The subject is the vital necessity in the Christian life for secret prayer. (“Closet prayer” is the term the author uses throughout, as his discourse is based on Matthew 6. 6: “But thou, when thou prayest, enter into thy closet, and when thou hast shut thy door, pray to thy Father which is in secret; and thy Father which seeth in secret shall reward thee openly.”) So the sub-title is “The Vital Importance of Private Prayer.” Right at the beginning, in the preface, the author states: “The power of religion and godliness lives, thrives or dies, as closet prayer lives, thrives or dies. Godliness never rises to a higher pitch than when men keep closest to their closets.” He continues:
“Every man is that really which he is secretly. Never tell me how handsomely, how purely, how bravely, this or that man acts his part before others but tell me, if you can, how he acts his part before God in his closet; for the man is that certainly that he is secretly.”
Thomas Brooks would strongly have disagreed with the commonly repeated saying: “The prayer meeting is the barometer (or thermometer) of the church.” “No,” he would have emphatically replied, “secret prayer!”
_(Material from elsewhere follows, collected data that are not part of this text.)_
use std::collections::HashMap;

/// Token (or bigram) occurrence counts over a corpus.
///
/// First-insertion order is kept alongside the counts so that "most common"
/// rankings break ties stably by the order terms were first seen.
#[derive(Debug, Clone, Default)]
pub struct FrequencyTable {
    counts: HashMap<String, usize>,
    order: Vec<String>,
}

impl FrequencyTable {
    pub fn new() -> Self {
        Self::default()
    }

    /// Count one occurrence of a term.
    pub fn add(&mut self, term: &str) {
        match self.counts.get_mut(term) {
            Some(count) => *count += 1,
            None => {
                self.counts.insert(term.to_string(), 1);
                self.order.push(term.to_string());
            }
        }
    }

    pub fn extend<I, S>(&mut self, terms: I)
    where
        I: IntoIterator<Item = S>,
        S: AsRef<str>,
    {
        for term in terms {
            self.add(term.as_ref());
        }
    }

    /// Occurrence count for a term, 0 if absent.
    pub fn count(&self, term: &str) -> usize {
        self.counts.get(term).copied().unwrap_or(0)
    }

    pub fn contains(&self, term: &str) -> bool {
        self.counts.contains_key(term)
    }

    /// Number of distinct terms.
    pub fn len(&self) -> usize {
        self.counts.len()
    }

    pub fn is_empty(&self) -> bool {
        self.counts.is_empty()
    }

    /// Total occurrences across all terms; equals the number of tokens fed in.
    pub fn total(&self) -> usize {
        self.counts.values().sum()
    }

    /// Top-n terms by count descending. The sort is stable over
    /// first-insertion order, so equal counts rank in the order the terms
    /// first appeared in the corpus.
    pub fn top_n(&self, n: usize) -> Vec<(String, usize)> {
        let mut entries: Vec<(String, usize)> = self
            .order
            .iter()
            .map(|term| (term.clone(), self.counts[term]))
            .collect();

        entries.sort_by(|a, b| b.1.cmp(&a.1));
        entries.truncate(n);
        entries
    }
}

/// Count term frequencies across a corpus of token sequences.
pub fn term_frequencies(corpus: &[Vec<String>]) -> FrequencyTable {
    let mut table = FrequencyTable::new();
    for tokens in corpus {
        table.extend(tokens);
    }
    table
}

/// Every adjacent token pair, in order.
pub fn bigrams(tokens: &[String]) -> Vec<(String, String)> {
    tokens
        .windows(2)
        .map(|pair| (pair[0].clone(), pair[1].clone()))
        .collect()
}

/// Top-n bigram counts for a token sequence; each pair is keyed by the two
/// tokens joined with a single space.
pub fn bigram_frequencies(tokens: &[String], n: usize) -> Vec<(String, usize)> {
    let mut table = FrequencyTable::new();
    for (a, b) in bigrams(tokens) {
        table.add(&format!("{} {}", a, b));
    }
    table.top_n(n)
}

#[cfg(test)]
mod tests {
    use super::*;

    fn tokens(words: &[&str]) -> Vec<String> {
        words.iter().map(|w| w.to_string()).collect()
    }

    #[test]
    fn test_counts_and_total() {
        let corpus = vec![tokens(&["magang", "industri"]), tokens(&["magang"])];
        let table = term_frequencies(&corpus);

        assert_eq!(table.count("magang"), 2);
        assert_eq!(table.count("industri"), 1);
        assert_eq!(table.count("jadwal"), 0);
        assert_eq!(table.total(), 3);
        assert_eq!(table.len(), 2);
    }

    #[test]
    fn test_top_n_orders_by_count() {
        let corpus = vec![tokens(&["jadwal", "magang", "magang", "industri", "magang", "jadwal"])];
        let table = term_frequencies(&corpus);

        let top = table.top_n(2);
        assert_eq!(top, vec![("magang".to_string(), 3), ("jadwal".to_string(), 2)]);
    }

    #[test]
    fn test_top_n_ties_break_by_first_seen() {
        let corpus = vec![tokens(&["industri", "magang", "industri", "magang"])];
        let table = term_frequencies(&corpus);

        let top = table.top_n(10);
        assert_eq!(
            top,
            vec![("industri".to_string(), 2), ("magang".to_string(), 2)]
        );
    }

    #[test]
    fn test_empty_corpus() {
        let table = term_frequencies(&[]);
        assert!(table.is_empty());
        assert_eq!(table.total(), 0);
        assert!(table.top_n(5).is_empty());
    }

    #[test]
    fn test_bigrams_adjacent_pairs() {
        let toks = tokens(&["kunjungan", "industri", "magang"]);
        assert_eq!(
            bigrams(&toks),
            vec![
                ("kunjungan".to_string(), "industri".to_string()),
                ("industri".to_string(), "magang".to_string()),
            ]
        );
        assert!(bigrams(&tokens(&["magang"])).is_empty());
    }

    #[test]
    fn test_bigram_frequencies_joined_with_space() {
        let toks = tokens(&["kunjungan", "industri", "kunjungan", "industri"]);
        let top = bigram_frequencies(&toks, 1);
        assert_eq!(top, vec![("kunjungan industri".to_string(), 2)]);
    }
}
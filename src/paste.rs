//! Paste-mode delivery. The real mechanism only exists on the Linux virtual
//! console, so the entry point has two build-selected bodies with one
//! signature: the console implementation on Linux, an unconditional
//! "unsupported" everywhere else.

#[cfg(target_os = "linux")]
pub use self::linux::run;
#[cfg(not(target_os = "linux"))]
pub use self::unsupported::run;

#[cfg(target_os = "linux")]
mod linux {
    use std::os::unix::io::RawFd;
    use std::ptr;

    use nix::errno::Errno;
    use nix::fcntl::OFlag;
    use nix::ioctl_read_bad;
    use nix::unistd;

    use crate::console;
    use crate::error::{Error, Outcome, Result};
    use crate::probe;

    // TIOCLINUX subcodes and selection modes, linux/tiocl.h.
    const TIOCL_SETSEL: u8 = 2;
    const TIOCL_PASTESEL: u8 = 3;
    const TIOCL_GETMOUSEREPORTING: u8 = 7;
    const TIOCL_SELLINE: u16 = 2;

    ioctl_read_bad!(tioclinux, libc::TIOCLINUX, u8);

    #[repr(C)]
    struct TioclSelection {
        xs: u16,
        ys: u16,
        xe: u16,
        ye: u16,
        sel_mode: u16,
    }

    /// TIOCL_SETSEL argument: the kernel reads the subcode at the passed
    /// pointer and the selection struct immediately after it, so the layout
    /// must be packed.
    #[repr(C, packed)]
    struct SelectionRequest {
        subcode: u8,
        sel: TioclSelection,
    }

    /// The console operations the paste sequence is built on. The one real
    /// implementation wraps the TIOCLINUX ioctls on a descriptor; tests
    /// substitute a recording fake.
    trait PasteTarget {
        fn probe(&mut self) -> nix::Result<()>;
        fn emit(&mut self, bytes: &[u8]) -> Result<()>;
        fn console_number(&mut self) -> Result<Option<u16>>;
        fn select_line_one(&mut self) -> nix::Result<()>;
        fn paste_selection(&mut self) -> nix::Result<()>;
    }

    struct Vc {
        fd: RawFd,
    }

    impl PasteTarget for Vc {
        fn probe(&mut self) -> nix::Result<()> {
            // Cheapest TIOCLINUX query that changes nothing.
            let mut sub = TIOCL_GETMOUSEREPORTING;
            unsafe { tioclinux(self.fd, &mut sub) }.map(drop)
        }

        fn emit(&mut self, bytes: &[u8]) -> Result<()> {
            let mut rest = bytes;
            while !rest.is_empty() {
                match unistd::write(self.fd, rest) {
                    Ok(0) => return Err(Error::sys("write", Errno::EIO)),
                    Ok(n) => rest = &rest[n..],
                    Err(errno) => return Err(Error::sys("write", errno)),
                }
            }
            Ok(())
        }

        fn console_number(&mut self) -> Result<Option<u16>> {
            console::console_number(self.fd)
        }

        fn select_line_one(&mut self) -> nix::Result<()> {
            let mut request = SelectionRequest {
                subcode: TIOCL_SETSEL,
                sel: TioclSelection {
                    xs: 1,
                    ys: 1,
                    xe: 1,
                    ye: 1,
                    sel_mode: TIOCL_SELLINE,
                },
            };
            unsafe { tioclinux(self.fd, ptr::addr_of_mut!(request.subcode)) }.map(drop)
        }

        fn paste_selection(&mut self) -> nix::Result<()> {
            let mut sub = TIOCL_PASTESEL;
            unsafe { tioclinux(self.fd, &mut sub) }.map(drop)
        }
    }

    /// Paste-inject `argv` via the first console descriptor that answers
    /// TIOCLINUX. Needs read-write access: the command text is written to the
    /// screen before being selected and pasted back as input.
    pub fn run(argv: &[String]) -> Result<()> {
        probe::probe(|fd| paste_fd(fd, argv), OFlag::O_RDWR)
    }

    fn paste_fd(fd: RawFd, argv: &[String]) -> Result<Outcome> {
        let mut target = Vc { fd };
        inject(&mut target, argv, fd >= probe::FALLBACK_FD)
    }

    fn inject<T: PasteTarget>(target: &mut T, argv: &[String], fallback: bool) -> Result<Outcome> {
        // Capability probe; on the fallback descriptor even this is fatal.
        if let Err(errno) = target.probe() {
            if fallback {
                return Err(Error::sys("TIOCLINUX", errno));
            }
            return Ok(Outcome::Unsupported);
        }

        // Home the cursor and clear the screen so the command lands on line 1.
        target.emit(b"\x1b[H\x1b[2J")?;

        // A TIOCLINUX answer is not proof of a console (the probe can succeed
        // on devices that merely forward the ioctl); the select/paste calls
        // below act on whichever console is globally active, so the fd must
        // denote a real /dev/ttyN before going further.
        let console = target.console_number()?.ok_or(Error::ConsoleRequired)?;
        if console != 0 {
            target.emit(format!("\x1b[12;{}]", console).as_bytes())?;
        }

        for (i, arg) in argv.iter().enumerate() {
            target.emit(arg.as_bytes())?;
            target.emit(if i + 1 == argv.len() { b"\n" } else { b" " })?;
        }

        target
            .select_line_one()
            .map_err(|errno| Error::sys("TIOCL_SETSEL", errno))?;
        target
            .paste_selection()
            .map_err(|errno| Error::sys("TIOCL_PASTESEL", errno))?;
        Ok(Outcome::Done)
    }

}

#[cfg(not(target_os = "linux"))]
mod unsupported {
    use nix::errno::Errno;

    use crate::error::{Error, Result};

    pub fn run(_argv: &[String]) -> Result<()> {
        Err(Error::sys("-L", Errno::ENOTSUP))
    }
}
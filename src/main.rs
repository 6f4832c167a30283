use std::process;

use structopt::StructOpt;

#[cfg(target_os = "linux")]
mod console;
mod error;
mod paste;
mod probe;
mod push;

/// Inject a command into a victim terminal so its foreground shell runs it.
#[derive(Debug, StructOpt)]
#[structopt(name = "ttystuff")]
struct Opt {
    /// Deliver through the console selection buffer (TIOCLINUX paste)
    /// instead of typing bytes with TIOCSTI
    #[structopt(short = "L")]
    paste: bool,

    /// Command to inject, joined with spaces exactly as typed
    #[structopt(name = "COMMAND", required = true)]
    command: Vec<String>,
}

fn main() {
    env_logger::init();
    let opt = Opt::from_args();
    let result = if opt.paste {
        paste::run(&opt.command)
    } else {
        push::run(&opt.command)
    };
    if let Err(err) = result {
        eprintln!("ttystuff: {}", err);
        process::exit(1);
    }
}
use std::os::unix::io::RawFd;

use log::debug;
use nix::fcntl::{self, OFlag};
use nix::sys::stat::Mode;
use nix::unistd;

use crate::error::{Error, Outcome, Result};

/// Slot the `/dev/tty` fallback is pinned to, first number past stderr.
pub const FALLBACK_FD: RawFd = 3;

/// Find a descriptor the injector works on: stdin, stdout, stderr in that
/// order, then `/dev/tty` opened fresh with the mode's access rights.
///
/// The injector runs in full on each candidate; its first operation doubles
/// as the capability check, so a candidate that was never a terminal fails
/// cheaply and silently. The fallback descriptor is deliberately never
/// closed; process exit reclaims it.
pub fn probe<F>(inject: F, flags: OFlag) -> Result<()>
where
    F: FnMut(RawFd) -> Result<Outcome>,
{
    probe_with(inject, || open_fallback(flags))
}

fn open_fallback(flags: OFlag) -> Result<RawFd> {
    let tty = fcntl::open("/dev/tty", flags, Mode::empty())
        .map_err(|errno| Error::sys("/dev/tty", errno))?;
    unistd::dup2(tty, FALLBACK_FD).map_err(|errno| Error::sys("dup2", errno))
}

fn probe_with<F, G>(mut inject: F, fallback: G) -> Result<()>
where
    F: FnMut(RawFd) -> Result<Outcome>,
    G: FnOnce() -> Result<RawFd>,
{
    for fd in 0..FALLBACK_FD {
        match inject(fd)? {
            Outcome::Done => return Ok(()),
            Outcome::Unsupported => debug!("fd {}: unsupported, trying next candidate", fd),
        }
    }
    let fd = fallback()?;
    debug!("falling back to /dev/tty on fd {}", fd);
    match inject(fd)? {
        Outcome::Done => Ok(()),
        // Injectors escalate first-operation failures on the fallback fd
        // themselves; a well-behaved one never lands here.
        Outcome::Unsupported => Err(Error::sys("/dev/tty", nix::errno::Errno::ENOTTY)),
    }
}
use std::os::unix::io::RawFd;

use libc::c_uint;
use nix::ioctl_read_bad;
use nix::sys::stat::{self, fstat};

use crate::error::{Error, Result};

/// Major of the legacy virtual console family (`/dev/ttyN`), linux/major.h.
const TTY_MAJOR: u64 = 4;
/// Major of `/dev/tty`, the controlling-terminal alias.
const TTYAUX_MAJOR: u64 = 5;
/// Highest console number the kernel supports, linux/vt.h. Minors above it
/// on TTY_MAJOR are serial lines, not consoles.
const MAX_NR_CONSOLES: u64 = 63;

ioctl_read_bad!(tiocgdev, libc::TIOCGDEV, c_uint);

#[derive(Debug, Clone, Copy, PartialEq, Eq)]
enum TtyClass {
    /// A legacy virtual console; 0 means "the currently active one".
    Console(u16),
    /// `/dev/tty`, resolves to whatever terminal the process controls.
    CurrentAlias,
    /// Pseudo-terminal, serial line, or not a terminal device at all.
    Other,
}

fn classify(major: u64, minor: u64) -> TtyClass {
    if major == TTY_MAJOR && minor <= MAX_NR_CONSOLES {
        TtyClass::Console(minor as u16)
    } else if major == TTYAUX_MAJOR && minor == 0 {
        TtyClass::CurrentAlias
    } else {
        TtyClass::Other
    }
}

/// Decide whether `fd` refers to a legacy virtual console and which one.
///
/// `/dev/tty` stats as (5, 0) no matter what it is attached to, so that case
/// is resolved to the real underlying device with TIOCGDEV and the resolved
/// (major, minor) pair is classified instead. The resolution is not repeated:
/// a device that resolves to the alias again is not a console.
pub fn console_number(fd: RawFd) -> Result<Option<u16>> {
    let st = fstat(fd).map_err(|errno| Error::sys("fstat", errno))?;
    if st.st_mode & libc::S_IFMT != libc::S_IFCHR {
        return Ok(None);
    }
    match classify(stat::major(st.st_rdev), stat::minor(st.st_rdev)) {
        TtyClass::Console(n) => Ok(Some(n)),
        TtyClass::CurrentAlias => {
            let mut dev: c_uint = 0;
            unsafe { tiocgdev(fd, &mut dev) }.map_err(|errno| Error::sys("TIOCGDEV", errno))?;
            let dev = libc::dev_t::from(dev);
            match classify(stat::major(dev), stat::minor(dev)) {
                TtyClass::Console(n) => Ok(Some(n)),
                _ => Ok(None),
            }
        }
        TtyClass::Other => Ok(None),
    }
}
use std::os::unix::io::RawFd;

use libc::c_char;
use nix::fcntl::OFlag;
use nix::ioctl_write_ptr_bad;

use crate::error::{Error, Outcome, Result};
use crate::probe;

ioctl_write_ptr_bad!(tiocsti, libc::TIOCSTI, c_char);

/// Push-inject `argv` into the first terminal descriptor that accepts
/// TIOCSTI. Only read access is needed; TIOCSTI works on any open terminal
/// descriptor regardless of mode.
pub fn run(argv: &[String]) -> Result<()> {
    probe::probe(|fd| push_fd(fd, argv), OFlag::O_RDONLY)
}

fn push_fd(fd: RawFd, argv: &[String]) -> Result<Outcome> {
    let mut sink = Tiocsti { fd };
    // The fallback descriptor already proved it is a terminal by opening, so
    // failures on it are fatal from the first byte.
    let sent = if fd >= probe::FALLBACK_FD { 1 } else { 0 };
    inject(&mut sink, argv, sent)
}

/// Destination for injected bytes. The one real implementation is TIOCSTI;
/// tests substitute recording and failing sinks.
trait ByteSink {
    fn put(&mut self, byte: u8) -> nix::Result<()>;
}

struct Tiocsti {
    fd: RawFd,
}

impl ByteSink for Tiocsti {
    fn put(&mut self, byte: u8) -> nix::Result<()> {
        let c = byte as c_char;
        unsafe { tiocsti(self.fd, &c) }.map(drop)
    }
}

/// Inject each argument byte by byte, separated by spaces and terminated by a
/// newline, exactly the bytes a human would type. `sent` counts bytes already
/// delivered on this descriptor: a failure at `sent == 0` means "not a usable
/// terminal, try the next candidate", a failure any later is fatal because
/// the victim has already received part of the command.
fn inject<S: ByteSink>(sink: &mut S, argv: &[String], mut sent: usize) -> Result<Outcome> {
    for (i, arg) in argv.iter().enumerate() {
        for &byte in arg.as_bytes() {
            match put_counted(sink, byte, &mut sent)? {
                Outcome::Done => {}
                Outcome::Unsupported => return Ok(Outcome::Unsupported),
            }
        }
        let sep = if i + 1 == argv.len() { b'\n' } else { b' ' };
        match put_counted(sink, sep, &mut sent)? {
            Outcome::Done => {}
            Outcome::Unsupported => return Ok(Outcome::Unsupported),
        }
    }
    Ok(Outcome::Done)
}

fn put_counted<S: ByteSink>(sink: &mut S, byte: u8, sent: &mut usize) -> Result<Outcome> {
    match sink.put(byte) {
        Ok(()) => {
            *sent += 1;
            Ok(Outcome::Done)
        }
        Err(_) if *sent == 0 => Ok(Outcome::Unsupported),
        Err(errno) => Err(Error::sys("TIOCSTI", errno)),
    }
}

#[cfg(test)]
mod tests {
    use nix::errno::Errno;

    use super::*;

    struct Recorder {
        bytes: Vec<u8>,
        fail_from: Option<usize>,
    }

    impl Recorder {
        fn new() -> Self {
            Recorder { bytes: Vec::new(), fail_from: None }
        }

        fn failing_from(n: usize) -> Self {
            Recorder { bytes: Vec::new(), fail_from: Some(n) }
        }
    }

    impl ByteSink for Recorder {
        fn put(&mut self, byte: u8) -> nix::Result<()> {
            if self.fail_from == Some(self.bytes.len()) {
                return Err(Errno::EIO);
            }
            self.bytes.push(byte);
            Ok(())
        }
    }

    fn args(words: &[&str]) -> Vec<String> {
        words.iter().map(|s| s.to_string()).collect()
    }

    #[test]
    fn joins_arguments_with_spaces_and_trailing_newline() {
        let mut sink = Recorder::new();
        let outcome = inject(&mut sink, &args(&["echo", "hi"]), 0).unwrap();
        assert_eq!(outcome, Outcome::Done);
        assert_eq!(sink.bytes, b"echo hi\n");
    }

    #[test]
    fn single_argument_gets_only_the_newline() {
        let mut sink = Recorder::new();
        inject(&mut sink, &args(&["ls"]), 0).unwrap();
        assert_eq!(sink.bytes, b"ls\n");
    }

    #[test]
    fn embedded_spaces_are_not_requoted() {
        let mut sink = Recorder::new();
        inject(&mut sink, &args(&["echo", "a b"]), 0).unwrap();
        assert_eq!(sink.bytes, b"echo a b\n");
    }

    #[test]
    fn empty_argv_injects_nothing_and_succeeds() {
        let mut sink = Recorder::new();
        let outcome = inject(&mut sink, &[], 0).unwrap();
        assert_eq!(outcome, Outcome::Done);
        assert!(sink.bytes.is_empty());
    }

    #[test]
    fn first_byte_failure_is_retryable() {
        let mut sink = Recorder::failing_from(0);
        let outcome = inject(&mut sink, &args(&["echo", "hi"]), 0).unwrap();
        assert_eq!(outcome, Outcome::Unsupported);
        assert!(sink.bytes.is_empty());
    }

    #[test]
    fn failure_after_first_byte_is_fatal() {
        let mut sink = Recorder::failing_from(3);
        let result = inject(&mut sink, &args(&["echo", "hi"]), 0);
        assert!(matches!(result, Err(Error::Sys { op: "TIOCSTI", .. })));
        assert_eq!(sink.bytes, b"ech");
    }

    #[test]
    fn fallback_descriptor_fails_fatally_even_on_first_byte() {
        let mut sink = Recorder::failing_from(0);
        let result = inject(&mut sink, &args(&["id"]), 1);
        assert!(matches!(result, Err(Error::Sys { op: "TIOCSTI", .. })));
    }
}
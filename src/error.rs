use nix::errno::Errno;
use thiserror::Error;

pub type Result<T> = std::result::Result<T, Error>;

/// Result of running an injector against one candidate descriptor.
///
/// `Unsupported` may only be reported when the very first operation on the
/// descriptor failed; once anything has reached the terminal, failures are
/// `Error`s instead, because moving on would leave partial injected input
/// behind on the victim.
#[derive(Debug, Clone, Copy, PartialEq, Eq)]
pub enum Outcome {
    Done,
    Unsupported,
}

#[derive(Debug, Error)]
pub enum Error {
    /// A syscall failed after the point of no return; `op` names the failing
    /// operation the way perror would be prefixed.
    #[error("{op}: {errno}")]
    Sys { op: &'static str, errno: Errno },

    /// Paste mode reached a descriptor that is not a legacy virtual console.
    /// The selection ioctls act on the globally active console, so running
    /// them from anywhere else would paste into the wrong terminal.
    #[error("-L only works on a virtual console; run it on /dev/ttyN")]
    ConsoleRequired,
}

impl Error {
    pub fn sys(op: &'static str, errno: Errno) -> Self {
        Error::Sys { op, errno }
    }
}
This book, first published at the time of the great plague in 1665, is written in true Puritan style but Thomas Brooks (1608-1680) has been called “the most readable of the Puritans.” So this would be a good introduction for any who have heard of the Puritans’ works but are rather fearful about venturing to read them. There is nothing difficult or complicated here but plain, simple, gracious writing. People today may smile at the Puritans saying “nineteenthly” and “twentiethly” (as Brooks does) but this is to keep his points separate and make them clear.
The only section of the book which to us seems dated is the short section dealing with the problem that household servants and maids may have in finding time and also a private place for prayer. But even this shows the pastoral sympathy and care of the author – as in the seventeenth century there were many in this position.
Interestingly, Brooks at the outset states that he had never heard a sermon on the subject and had never come across a book written on the subject. Speaking to old, godly men and women, they said the same.
Thomas Brooks, as well as speaking of the great value of private prayer, deals with the difficulties that people have: wandering thoughts; the temptations of Satan; lack of ability in prayer; weakness and infirmity – and also Satan’s constant thrust: if God knows all your desires, if He will accomplish His purposes and do what is best, then why pray? The point is made very clear: we must not trust in our private prayers, or think there is anything meritorious in them. Our trust and our only plea must be Christ.
The book is enriched by numerous illustrations and by many short, apt, pithy sayings. These latter are so profitable. We feel it would be a good thing if every professed believer in our chapels were to read The Secret Key to Heaven. We are left with a solemn sense of the vital importance of all that Brooks says and a sense of our own failures in secret prayer. We have to look to the Holy Spirit for his sense of divine enabling.
Ben Ramsbottom
[Taken with permission from the Gospel Standard June 2006]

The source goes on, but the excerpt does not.